(Dataset entries)

// src/tasks/wind_seeds.rs

//! Turbulent wind: one turbulence generator input per seed, then one
//! generator run per input.

use tracing::debug;

use crate::errors::Result;
use crate::fs::file_stem_str;
use crate::rewrite::rules;
use crate::tasks::scenario::{seed_label, seed_number};
use crate::tasks::{scan, task_name, CommandSpec, GenContext, Task, TaskGenerator};

/// Subdirectory of `runs/` holding seed-specific turbulence files.
pub const WIND_SEEDS_DIR: &str = "wind_seeds";

/// `<stem>_seedNN.<ext>`.
pub fn seed_output_name(stem: &str, seed: u32, ext: &str) -> String {
    format!("{stem}_seed{}.{ext}", seed_label(seed))
}

/// `prepare_wind_input:<stem>` for every `wind/*.inp`.
///
/// Writes `runs/wind_seeds/<stem>_seedNN.inp` for each seed with `RandSeed1`
/// set to `seed_base_offset + NN`.
pub struct PrepareWindInput;

impl TaskGenerator for PrepareWindInput {
    fn basename(&self) -> &'static str {
        "prepare_wind_input"
    }

    fn generate(&self, ctx: &GenContext<'_>) -> Result<Vec<Task>> {
        let sweep = ctx.cfg.sweep();
        let out_dir = ctx.wind_seeds_dir();
        let mut tasks = Vec::new();

        for input in scan::glob_files(ctx.fs, &ctx.wind_dir(), "*.inp")? {
            let stem = file_stem_str(&input).to_string();
            let mut task = Task::new(task_name([self.basename(), &stem])).file_dep(&input);

            for seed in 0..sweep.num_seeds {
                let target = out_dir.join(seed_output_name(&stem, seed, "inp"));
                let rule = rules::rand_seed(seed_number(sweep, seed));
                task = task.target(&target).rewrite(&input, &target, vec![rule]);
            }

            debug!(task = %task.name, seeds = sweep.num_seeds, "generated seed preparation task");
            tasks.push(task);
        }

        Ok(tasks)
    }
}

/// `turbsim:<stem>` for every prepared `runs/wind_seeds/*.inp`.
pub struct Turbsim;

impl TaskGenerator for Turbsim {
    fn basename(&self) -> &'static str {
        "turbsim"
    }

    fn created_after(&self) -> Option<&'static str> {
        Some("prepare_wind_input")
    }

    fn generate(&self, ctx: &GenContext<'_>) -> Result<Vec<Task>> {
        let program = &ctx.cfg.commands().turbsim;
        let mut tasks = Vec::new();

        for input in scan::glob_files(ctx.fs, &ctx.wind_seeds_dir(), "*.inp")? {
            let stem = file_stem_str(&input).to_string();
            tasks.push(
                Task::new(task_name([self.basename(), &stem]))
                    .file_dep(&input)
                    .target(input.with_extension("bts"))
                    .command(CommandSpec::new(program).path_arg(&input)),
            );
        }

        Ok(tasks)
    }
}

[Task prompt]: Whenever the word "every" shows up in a line of the entries, list that line.

[Solution to this problem]:
/// `prepare_wind_input:<stem>` for every `wind/*.inp`.
/// `turbsim:<stem>` for every prepared `runs/wind_seeds/*.inp`.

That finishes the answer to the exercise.